There have been specific requests from FIFRA Scientific Advisory Panels (1996 and 1998), as well
as the Tolerance Reassessment Advisory Committee (TRAC), for an analysis of developmental
neurotoxicity study data received to date by OPPTS. Despite the small number of studies available, it
was believed, given the broad interest, that these studies and reviews should be brought forward by
OPPTS at this time.
This paper provides an initial analysis of twelve developmental neurotoxicity studies evaluated by
OPPTS in support of the registration and/or use of pesticides and toxic substances. The results of the
studies are summarized, and compared to related studies that evaluate prenatal development,
reproduction and fertility, and adult neurotoxicity (acute and subchronic) in the same species (rat).
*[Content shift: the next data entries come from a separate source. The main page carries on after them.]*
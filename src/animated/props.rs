//! Animated component props.
//!
//! A component describes its props as an [`AnimatedPropsSpec`]: a mix of
//! static values, animated nodes, a layered animated style and event
//! mappings. The graph wraps the spec in a props node whose value is the
//! [`ReducedProps`] snapshot a host renders. [`AnimatedPropsBinding`] ties a
//! props node to a component's lifecycle.

use std::cell::{Cell, RefCell};
use std::rc::Rc;

use indexmap::IndexMap;

use super::graph::AnimatedGraph;
use super::native::{EventMapping, NativeOp};
use super::node::{NodeId, NodeValue, TransformLeaf};
use crate::error::Result;
use crate::style::{Style, StyleInput, StyleRef, StyleValue};

/// One prop of an animated component.
#[derive(Debug, Clone, PartialEq)]
pub enum PropValue {
    Static(StyleValue),
    Node(NodeId),
    Style(AnimatedStyle),
    Event(AnimatedEvent),
}

impl From<NodeId> for PropValue {
    fn from(id: NodeId) -> Self {
        PropValue::Node(id)
    }
}

impl From<AnimatedStyle> for PropValue {
    fn from(style: AnimatedStyle) -> Self {
        PropValue::Style(style)
    }
}

impl From<AnimatedEvent> for PropValue {
    fn from(event: AnimatedEvent) -> Self {
        PropValue::Event(event)
    }
}

impl From<StyleValue> for PropValue {
    fn from(value: StyleValue) -> Self {
        PropValue::Static(value)
    }
}

/// A leaf of an animated style layer.
#[derive(Debug, Clone, PartialEq)]
pub enum StyleLeaf {
    Static(StyleValue),
    Node(NodeId),
    Transform(Vec<(String, TransformLeaf)>),
}

impl From<NodeId> for StyleLeaf {
    fn from(id: NodeId) -> Self {
        StyleLeaf::Node(id)
    }
}

impl From<StyleValue> for StyleLeaf {
    fn from(value: StyleValue) -> Self {
        StyleLeaf::Static(value)
    }
}

impl From<f64> for StyleLeaf {
    fn from(value: f64) -> Self {
        StyleLeaf::Static(value.into())
    }
}
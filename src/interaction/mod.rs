//! Deferring work until user interactions settle.
//!
//! Interactions (gestures, running animations) register a handle while they
//! are in progress. Tasks scheduled with
//! [`InteractionManager::run_after_interactions`] run once no handle is
//! active. Handle changes are batched: the manager only records that an
//! update pass is needed and the host runs [`InteractionManager::process_update`]
//! from its idle callback (or from a timer when a deadline is configured).

mod task_queue;

use std::cell::{Cell, RefCell};
use std::collections::HashSet;
use std::num::NonZeroU32;
use std::rc::Rc;

pub use task_queue::{Task, TaskId};
use task_queue::TaskQueue;

/// Millisecond time source.
pub trait Clock {
    fn now_ms(&self) -> f64;
}

/// Wall-clock time.
#[derive(Debug, Clone, Copy, Default)]
pub struct SystemClock;

impl Clock for SystemClock {
    fn now_ms(&self) -> f64 {
        crate::util::now_ms()
    }
}

/// How the host should schedule the pending update pass.
#[derive(Debug, Clone, Copy, PartialEq, Eq)]
pub enum PassKind {
    /// Run when the event loop is idle.
    Idle,
    /// Run from a zero-delay timer; used when a deadline is set.
    Timeout,
}

/// An in-progress interaction.
#[derive(Debug, Clone, Copy, PartialEq, Eq, Hash, PartialOrd, Ord)]
pub struct InteractionHandle(NonZeroU32);

impl InteractionHandle {
    pub fn get(self) -> u32 {
        self.0.get()
    }
}

#[derive(Debug, Clone, Copy, PartialEq, Eq, Hash)]
pub enum InteractionEvent {
    /// The active set went from empty to non-empty.
    Start,
    /// The active set became empty.
    Complete,
}

/// Returned by [`InteractionManager::add_listener`].
#[derive(Debug, Clone, Copy, PartialEq, Eq, Hash)]
pub struct Subscription(u64);

#[derive(Default)]
struct Completion {
    done: Cell<bool>,
    continuations: RefCell<Vec<Box<dyn FnOnce()>>>,
}

/// Handle to work scheduled with [`InteractionManager::run_after_interactions`].
#[derive(Clone)]
pub struct TaskHandle {
    ids: Vec<TaskId>,
    completion: Rc<Completion>,
}

impl TaskHandle {
    /// Remove the task from the queue if it has not run yet.
    pub fn cancel<C: Clock>(&self, manager: &mut InteractionManager<C>) {
        manager.queue.cancel(&self.ids);
    }

    /// Run `f` once the task has completed; immediately if it already has.
    pub fn then(&self, f: impl FnOnce() + 'static) {
        if self.completion.done.get() {
            f();
        } else {
            self.completion.continuations.borrow_mut().push(Box::new(f));
        }
    }

    pub fn is_done(&self) -> bool {
        self.completion.done.get()
    }
}

/// Tracks active interactions and runs deferred tasks when none remain.
pub struct InteractionManager<C: Clock = SystemClock> {
    clock: C,
    active: HashSet<InteractionHandle>,
    pending_add: HashSet<InteractionHandle>,
    pending_delete: HashSet<InteractionHandle>,
    queue: TaskQueue,
    scheduled: Option<PassKind>,
    counter: u32,
    deadline: Option<f64>,
    listeners: Vec<(Subscription, InteractionEvent, Rc<dyn Fn()>)>,
    next_subscription: u64,
}

impl Default for InteractionManager<SystemClock> {
    fn default() -> Self {
        Self::with_clock(SystemClock)
    }
}

impl InteractionManager<SystemClock> {
    pub fn new() -> Self {
        Self::default()
    }
}

impl<C: Clock> InteractionManager<C> {
    pub fn with_clock(clock: C) -> Self {
        Self {
            clock,
            active: HashSet::new(),
            pending_add: HashSet::new(),
            pending_delete: HashSet::new(),
            queue: TaskQueue::default(),
            scheduled: None,
            counter: 0,
            deadline: None,
            listeners: Vec::new(),
            next_subscription: 0,
        }
    }

    /// Schedule `task` to run after all current interactions complete.
    pub fn run_after_interactions(&mut self, task: Option<Task>) -> TaskHandle {
        self.schedule_update();

        let completion = Rc::new(Completion::default());
        let resolver_name = format!("resolve {}", task.as_ref().map_or("?", Task::name));
        let mut ids = Vec::with_capacity(2);
        if let Some(task) = task {
            ids.push(self.queue.enqueue(task));
        }
        let state = Rc::clone(&completion);
        ids.push(self.queue.enqueue(Task::new(resolver_name, move || {
            state.done.set(true);
            let continuations = state.continuations.take();
            for continuation in continuations {
                continuation();
            }
        })));

        TaskHandle { ids, completion }
    }

    /// Mark the start of an interaction.
    pub fn create_interaction_handle(&mut self) -> InteractionHandle {
        self.schedule_update();
        self.counter = self.counter.wrapping_add(1).max(1);
        let handle = InteractionHandle(NonZeroU32::new(self.counter).unwrap_or(NonZeroU32::MIN));
        self.pending_add.insert(handle);
        handle
    }

    /// Mark the end of an interaction.
    pub fn clear_interaction_handle(&mut self, handle: InteractionHandle) {
        self.schedule_update();
        self.pending_add.remove(&handle);
        self.pending_delete.insert(handle);
    }

    pub fn add_listener(
        &mut self,
        event: InteractionEvent,
        callback: impl Fn() + 'static,
    ) -> Subscription {
        let subscription = Subscription(self.next_subscription);
        self.next_subscription += 1;
        self.listeners.push((subscription, event, Rc::new(callback)));
        subscription
    }

    pub fn remove_listener(&mut self, subscription: Subscription) {
        self.listeners.retain(|(s, _, _)| *s != subscription);
    }

    /// Bound the time one update pass may spend running tasks. The remaining
    /// tasks move to a follow-up pass. Zero or less disables the deadline.
    pub fn set_deadline(&mut self, deadline_ms: f64) {
        self.deadline = (deadline_ms > 0.0).then_some(deadline_ms);
    }

    /// The update pass the host owes the manager, if any.
    pub fn scheduled_pass(&self) -> Option<PassKind> {
        self.scheduled
    }

    pub fn active_interactions(&self) -> usize {
        self.active.len()
    }

    pub fn pending_tasks(&self) -> usize {
        self.queue.len()
    }

    fn schedule_update(&mut self) {
        if self.scheduled.is_none() {
            let kind = if self.deadline.is_some() {
                PassKind::Timeout
            } else {
                PassKind::Idle
            };
            log::trace!("scheduling {kind:?} interaction pass");
            self.scheduled = Some(kind);
        }
    }

    fn emit(&self, event: InteractionEvent) {
        let callbacks: Vec<Rc<dyn Fn()>> = self
            .listeners
            .iter()
            .filter(|(_, e, _)| *e == event)
            .map(|(_, _, callback)| Rc::clone(callback))
            .collect();
        for callback in callbacks {
            callback();
        }
    }

    /// Reconcile handle changes, notify listeners and, when no interaction
    /// is active, run queued tasks.
    pub fn process_update(&mut self) {
        self.scheduled = None;

        let before = self.active.len();
        self.active.extend(self.pending_add.drain());
        for handle in self.pending_delete.drain() {
            self.active.remove(&handle);
        }
        let after = self.active.len();

        if before != 0 && after == 0 {
            self.emit(InteractionEvent::Complete);
        } else if before == 0 && after != 0 {
            self.emit(InteractionEvent::Start);
        }

        if after == 0 {
            let begin = self.clock.now_ms();
            while self.queue.has_tasks_to_process() {
                self.queue.process_next();
                if let Some(deadline) = self.deadline
                    && self.clock.now_ms() - begin >= deadline
                {
                    self.schedule_update();
                    break;
                }
            }
        }
    }
}

#[cfg(test)]
mod tests {
    use super::*;

    #[derive(Clone, Default)]
    struct ManualClock(Rc<Cell<f64>>);

    impl Clock for ManualClock {
        fn now_ms(&self) -> f64 {
            self.0.get()
        }
    }

    fn counter(manager: &mut InteractionManager<ManualClock>, event: InteractionEvent) -> Rc<Cell<u32>> {
        let count = Rc::new(Cell::new(0));
        let sink = Rc::clone(&count);
        manager.add_listener(event, move || sink.set(sink.get() + 1));
        count
    }

    #[test]
    fn test_handles_coalesce_into_one_pass() {
        let mut manager = InteractionManager::with_clock(ManualClock::default());
        let started = counter(&mut manager, InteractionEvent::Start);
        let completed = counter(&mut manager, InteractionEvent::Complete);

        let a = manager.create_interaction_handle();
        let b = manager.create_interaction_handle();
        let c = manager.create_interaction_handle();
        manager.clear_interaction_handle(a);
        manager.clear_interaction_handle(b);
        assert_eq!(manager.scheduled_pass(), Some(PassKind::Idle));

        manager.process_update();
        assert_eq!(manager.scheduled_pass(), None);
        assert_eq!(manager.active_interactions(), 1);
        assert_eq!(started.get(), 1);
        assert_eq!(completed.get(), 0);

        manager.clear_interaction_handle(c);
        manager.process_update();
        assert_eq!(completed.get(), 1);
        assert_eq!(started.get(), 1);
    }

    #[test]
    fn test_tasks_wait_for_interactions() {
        let mut manager = InteractionManager::with_clock(ManualClock::default());
        let handle = manager.create_interaction_handle();
        let ran = Rc::new(Cell::new(false));
        let flag = Rc::clone(&ran);
        let task = manager.run_after_interactions(Some(Task::new("load", move || flag.set(true))));

        manager.process_update();
        assert!(!ran.get());
        assert!(!task.is_done());

        manager.clear_interaction_handle(handle);
        manager.process_update();
        assert!(ran.get());
        assert!(task.is_done());
    }

    #[test]
    fn test_then_and_cancel() {
        let mut manager = InteractionManager::with_clock(ManualClock::default());
        let order = Rc::new(RefCell::new(Vec::new()));

        let sink = Rc::clone(&order);
        let kept = manager.run_after_interactions(Some(Task::from_fn(move || {
            sink.borrow_mut().push("kept")
        })));
        let sink = Rc::clone(&order);
        kept.then(move || sink.borrow_mut().push("then"));

        let sink = Rc::clone(&order);
        let dropped = manager.run_after_interactions(Some(Task::from_fn(move || {
            sink.borrow_mut().push("dropped")
        })));
        dropped.cancel(&mut manager);

        manager.process_update();
        assert_eq!(*order.borrow(), vec!["kept", "then"]);
        assert!(!dropped.is_done());

        let sink = Rc::clone(&order);
        kept.then(move || sink.borrow_mut().push("late"));
        assert_eq!(order.borrow().last(), Some(&"late"));
    }

    #[test]
    fn test_deadline_splits_passes() {
        let clock = ManualClock::default();
        let mut manager = InteractionManager::with_clock(clock.clone());
        manager.set_deadline(10.0);

        for _ in 0..3 {
            let time = clock.clone();
            manager.run_after_interactions(Some(Task::from_fn(move || {
                time.0.set(time.0.get() + 6.0)
            })));
        }
        assert_eq!(manager.scheduled_pass(), Some(PassKind::Timeout));

        manager.process_update();
        assert_eq!(manager.scheduled_pass(), Some(PassKind::Timeout));
        assert!(manager.pending_tasks() > 0);

        while manager.scheduled_pass().is_some() {
            manager.process_update();
        }
        assert_eq!(manager.pending_tasks(), 0);
    }

    #[test]
    fn test_removed_listener_is_silent() {
        let mut manager = InteractionManager::with_clock(ManualClock::default());
        let count = Rc::new(Cell::new(0));
        let sink = Rc::clone(&count);
        let sub = manager.add_listener(InteractionEvent::Start, move || sink.set(sink.get() + 1));
        manager.remove_listener(sub);
        manager.create_interaction_handle();
        manager.process_update();
        assert_eq!(count.get(), 0);
    }
}
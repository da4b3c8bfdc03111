//! Property tables for the style engine.
//!
//! These are explicit enumerations rather than heuristics: which properties
//! take bare numbers, which carry colors, and how direction-sensitive
//! properties map between logical and physical sides.

use std::borrow::Cow;

use crate::util::hyphenate;

/// Properties whose numeric values are emitted without a `px` unit.
pub fn is_unitless(property: &str) -> bool {
    matches!(
        property,
        "animationIterationCount"
            | "aspectRatio"
            | "borderImageOutset"
            | "borderImageSlice"
            | "borderImageWidth"
            | "boxFlex"
            | "boxFlexGroup"
            | "boxOrdinalGroup"
            | "columnCount"
            | "flex"
            | "flexGrow"
            | "flexOrder"
            | "flexPositive"
            | "flexShrink"
            | "flexNegative"
            | "fontWeight"
            | "gridRow"
            | "gridRowEnd"
            | "gridRowGap"
            | "gridRowStart"
            | "gridColumn"
            | "gridColumnEnd"
            | "gridColumnGap"
            | "gridColumnStart"
            | "lineClamp"
            | "lineHeight"
            | "opacity"
            | "order"
            | "orphans"
            | "tabSize"
            | "widows"
            | "zIndex"
            | "zoom"
            | "fillOpacity"
            | "floodOpacity"
            | "stopOpacity"
            | "strokeDasharray"
            | "strokeDashoffset"
            | "strokeMiterlimit"
            | "strokeOpacity"
            | "strokeWidth"
            | "scale"
            | "scaleX"
            | "scaleY"
            | "scaleZ"
            | "shadowOpacity"
    )
}

/// Properties whose string values are normalized as colors.
pub fn is_color_property(property: &str) -> bool {
    matches!(
        property,
        "backgroundColor"
            | "borderColor"
            | "borderTopColor"
            | "borderRightColor"
            | "borderBottomColor"
            | "borderLeftColor"
            | "borderStartColor"
            | "borderEndColor"
            | "caretColor"
            | "color"
            | "outlineColor"
            | "placeholderTextColor"
            | "shadowColor"
            | "textDecorationColor"
            | "textShadowColor"
    )
}

/// Logical (`*Start`/`*End`) property to its physical LTR counterpart.
pub fn logical_to_physical(property: &str) -> Option<&'static str> {
    let physical = match property {
        "start" => "left",
        "end" => "right",
        "marginStart" => "marginLeft",
        "marginEnd" => "marginRight",
        "paddingStart" => "paddingLeft",
        "paddingEnd" => "paddingRight",
        "borderStartColor" => "borderLeftColor",
        "borderEndColor" => "borderRightColor",
        "borderStartStyle" => "borderLeftStyle",
        "borderEndStyle" => "borderRightStyle",
        "borderStartWidth" => "borderLeftWidth",
        "borderEndWidth" => "borderRightWidth",
        "borderTopStartRadius" | "borderStartStartRadius" => "borderTopLeftRadius",
        "borderTopEndRadius" | "borderStartEndRadius" => "borderTopRightRadius",
        "borderBottomStartRadius" | "borderEndStartRadius" => "borderBottomLeftRadius",
        "borderBottomEndRadius" | "borderEndEndRadius" => "borderBottomRightRadius",
        _ => return None,
    };
    Some(physical)
}

/// Physical left/right property to its horizontally mirrored counterpart.
pub fn mirror_property(property: &str) -> Option<&'static str> {
    let mirrored = match property {
        "left" => "right",
        "right" => "left",
        "marginLeft" => "marginRight",
        "marginRight" => "marginLeft",
        "paddingLeft" => "paddingRight",
        "paddingRight" => "paddingLeft",
        "borderLeftColor" => "borderRightColor",
        "borderRightColor" => "borderLeftColor",
        "borderLeftStyle" => "borderRightStyle",
        "borderRightStyle" => "borderLeftStyle",
        "borderLeftWidth" => "borderRightWidth",
        "borderRightWidth" => "borderLeftWidth",
        "borderTopLeftRadius" => "borderTopRightRadius",
        "borderTopRightRadius" => "borderTopLeftRadius",
        "borderBottomLeftRadius" => "borderBottomRightRadius",
        "borderBottomRightRadius" => "borderBottomLeftRadius",
        _ => return None,
    };
    Some(mirrored)
}

/// Physical property for `property` under the given direction.
///
/// Logical properties map to their LTR side and are then mirrored under RTL,
/// as are physical left/right properties. Anything else is returned as is.
pub fn localize_property(property: &str, rtl: bool) -> &str {
    let ltr = logical_to_physical(property).unwrap_or(property);
    if rtl {
        mirror_property(ltr).unwrap_or(ltr)
    } else {
        ltr
    }
}

/// Whether the property's name depends on writing direction.
pub fn is_direction_sensitive(property: &str) -> bool {
    logical_to_physical(property).is_some() || mirror_property(property).is_some()
}

/// Whether `property` is a logical (`*Start`/`*End`) property.
pub fn is_logical(property: &str) -> bool {
    logical_to_physical(property).is_some()
}

/// Properties whose keyword values (`left`, `right`, `start`, `end`) depend
/// on writing direction.
pub fn has_directional_values(property: &str) -> bool {
    matches!(property, "textAlign" | "float" | "clear")
}

/// Resolve a directional keyword for the given direction.
///
/// Returns `None` when the value is not one of the directional keywords.
pub fn localize_keyword(value: &str, rtl: bool) -> Option<&'static str> {
    let ltr_left = match value {
        "left" | "start" => true,
        "right" | "end" => false,
        _ => return None,
    };
    Some(if ltr_left != rtl { "left" } else { "right" })
}

/// Properties that remain shorthands after preprocessing.
pub fn is_shorthand(property: &str) -> bool {
    matches!(
        property,
        "animation"
            | "background"
            | "borderBlock"
            | "borderInline"
            | "display"
            | "flex"
            | "flexFlow"
            | "font"
            | "grid"
            | "gridArea"
            | "listStyle"
            | "outline"
            | "overflow"
            | "overscrollBehavior"
            | "placeContent"
            | "placeItems"
            | "placeSelf"
            | "textDecoration"
            | "transition"
    )
}

/// Vendor-prefixed duplicates emitted alongside some properties.
pub fn prefixed_variants(property: &str) -> &'static [&'static str] {
    match property {
        "appearance" => &["WebkitAppearance", "MozAppearance"],
        "backdropFilter" => &["WebkitBackdropFilter"],
        "userSelect" => &["WebkitUserSelect", "MozUserSelect"],
        "textDecorationLine" => &["WebkitTextDecorationLine"],
        _ => &[],
    }
}

/// Whether a property name is something the engine can emit.
///
/// Accepts camelCase identifiers and `--custom` properties.
pub fn is_valid_property_name(property: &str) -> bool {
    if let Some(rest) = property.strip_prefix("--") {
        return !rest.is_empty()
            && rest
                .chars()
                .all(|c| c.is_ascii_alphanumeric() || c == '-' || c == '_');
    }
    let mut chars = property.chars();
    matches!(chars.next(), Some(c) if c.is_ascii_alphabetic())
        && chars.all(|c| c.is_ascii_alphanumeric())
}

/// Localize a value whose meaning depends on writing direction.
///
/// Handles directional keywords (`textAlign`, `float`, `clear`), `translateX`
/// inside `transform` (negated under RTL) and property names listed in
/// `transitionProperty`, which are always emitted hyphenated.
pub fn localize_value<'a>(property: &str, value: &'a str, rtl: bool) -> Cow<'a, str> {
    match property {
        p if has_directional_values(p) => match localize_keyword(value, rtl) {
            Some(keyword) if keyword != value => Cow::Owned(keyword.to_string()),
            _ => Cow::Borrowed(value),
        },
        "transform" if rtl && value.contains("translateX(") => {
            Cow::Owned(negate_translate_x(value))
        }
        "transitionProperty" => Cow::Owned(
            value
                .split(',')
                .map(|name| {
                    let name = name.trim();
                    let camel = camelize(name);
                    hyphenate(localize_property(&camel, rtl))
                })
                .collect::<Vec<_>>()
                .join(","),
        ),
        _ => Cow::Borrowed(value),
    }
}

fn camelize(name: &str) -> String {
    if name.starts_with("--") || !name.contains('-') {
        return name.to_string();
    }
    let mut out = String::with_capacity(name.len());
    let mut upper = false;
    for ch in name.trim_start_matches('-').chars() {
        if ch == '-' {
            upper = true;
        } else if upper {
            out.push(ch.to_ascii_uppercase());
            upper = false;
        } else {
            out.push(ch);
        }
    }
    out
}

fn negate_translate_x(value: &str) -> String {
    const NEEDLE: &str = "translateX(";
    let mut out = String::with_capacity(value.len() + 4);
    let mut rest = value;

    while let Some(pos) = rest.find(NEEDLE) {
        let arg_start = pos + NEEDLE.len();
        out.push_str(&rest[..arg_start]);

        let mut depth = 1usize;
        let mut arg_end = rest.len();
        for (i, ch) in rest[arg_start..].char_indices() {
            match ch {
                '(' => depth += 1,
                ')' => {
                    depth -= 1;
                    if depth == 0 {
                        arg_end = arg_start + i;
                        break;
                    }
                }
                _ => {}
            }
        }

        let arg = rest[arg_start..arg_end].trim();
        if let Some(positive) = arg.strip_prefix('-') {
            out.push_str(positive);
        } else if arg.starts_with(|c: char| c.is_ascii_digit() || c == '.') {
            if arg.trim_start_matches(['0', '.']).starts_with(|c: char| c.is_ascii_digit()) {
                out.push('-');
            }
            out.push_str(arg);
        } else {
            out.push_str(&format!("calc(-1 * {arg})"));
        }
        rest = &rest[arg_end..];
    }
    out.push_str(rest);
    out
}

#[cfg(test)]
mod tests {
    use super::*;

    #[test]
    fn test_localize_property() {
        assert_eq!(localize_property("marginStart", false), "marginLeft");
        assert_eq!(localize_property("marginStart", true), "marginRight");
        assert_eq!(localize_property("marginLeft", true), "marginRight");
        assert_eq!(localize_property("marginLeft", false), "marginLeft");
        assert_eq!(localize_property("marginTop", true), "marginTop");
        assert_eq!(
            localize_property("borderTopEndRadius", true),
            "borderTopLeftRadius"
        );
    }

    #[test]
    fn test_localize_keyword() {
        assert_eq!(localize_keyword("start", false), Some("left"));
        assert_eq!(localize_keyword("start", true), Some("right"));
        assert_eq!(localize_keyword("left", true), Some("right"));
        assert_eq!(localize_keyword("end", true), Some("left"));
        assert_eq!(localize_keyword("center", true), None);
    }

    #[test]
    fn test_mirror_is_involution() {
        for prop in ["left", "marginLeft", "borderTopRightRadius", "paddingRight"] {
            let mirrored = mirror_property(prop).unwrap();
            assert_eq!(mirror_property(mirrored), Some(prop));
        }
    }

    #[test]
    fn test_valid_property_names() {
        assert!(is_valid_property_name("marginLeft"));
        assert!(is_valid_property_name("--brand-color"));
        assert!(!is_valid_property_name("margin-left"));
        assert!(!is_valid_property_name("1abc"));
        assert!(!is_valid_property_name("--"));
        assert!(!is_valid_property_name(""));
    }

    #[test]
    fn test_localize_value() {
        assert_eq!(localize_value("textAlign", "start", true), "right");
        assert_eq!(localize_value("textAlign", "center", true), "center");
        assert_eq!(localize_value("float", "left", false), "left");
        assert_eq!(
            localize_value("transform", "translateX(10px) rotate(5deg)", true),
            "translateX(-10px) rotate(5deg)"
        );
        assert_eq!(
            localize_value("transform", "translateX(-4px)", true),
            "translateX(4px)"
        );
        assert_eq!(localize_value("transform", "translateX(0px)", true), "translateX(0px)");
        assert_eq!(
            localize_value("transform", "translateX(var(--x))", true),
            "translateX(calc(-1 * var(--x)))"
        );
        assert_eq!(
            localize_value("transform", "translateX(10px)", false),
            "translateX(10px)"
        );
    }

    #[test]
    fn test_localize_transition_property() {
        assert_eq!(
            localize_value("transitionProperty", "marginLeft, opacity", true),
            "margin-right,opacity"
        );
        assert_eq!(
            localize_value("transitionProperty", "padding-start", false),
            "padding-left"
        );
    }
}
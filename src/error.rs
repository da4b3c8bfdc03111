//! Error types for strata operations.

use thiserror::Error;

/// Errors reported by style compilation and the animated node graph.
///
/// Only programmer mistakes surface here. Conditions that can legitimately
/// occur on every frame (unknown style keys, division by a zero-valued node)
/// degrade to a safe default and are logged instead.
#[derive(Error, Debug)]
pub enum Error {
    #[error("invalid range: {0}")]
    InvalidRange(String),

    #[error("invalid pattern {first:?} and {other:?}")]
    InvalidPattern { first: String, other: String },

    #[error("failed to insert CSS rule: {0}")]
    RuleInsert(String),

    #[error("compose() only accepts 2 styles, received {0}")]
    ComposeArity(usize),

    #[error("unknown animated node #{0}")]
    UnknownNode(u32),

    #[error("animated node #{0} has been detached")]
    NodeDetached(u32),

    #[error("animated node #{0} is not a native node")]
    NotNative(u32),

    #[error("animated node #{id} is not a {expected} node")]
    WrongNodeKind { id: u32, expected: &'static str },

    #[error("invalid spring config: {0}")]
    InvalidSpring(String),

    #[error("cannot interpolate an input which is not a number (node #{0})")]
    NonNumericInput(u32),
}

pub type Result<T> = std::result::Result<T, Error>;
In
addition, for the pesticides examined, the placement of these findings within the framework of dietary
risk assessment is discussed.
Objectives of this review include ascertaining the potential contribution of the developmental
neurotoxicity data to: 1) establishing confidence that potential hazards to neurological development are
identified, and 2) estimating risk (acute and chronic RfDs). Such determination must be considered
preliminary given the limited number of studies and the lack of breadth of chemical classes evaluated. In
the course of this review, various general issues are raised that are relevant to the developmental
neurotoxicity study methodology and interpretation of results. They include: the route of administration,
the duration of treatment, the use of combined protocols, biochemical measures including cholinesterase
inhibition, pharmacokinetic data, and age-related susceptibility. These issues provide the context for the
some of the questions that OPPTS will bring before the Scientific Advisory Panel in December, 1998.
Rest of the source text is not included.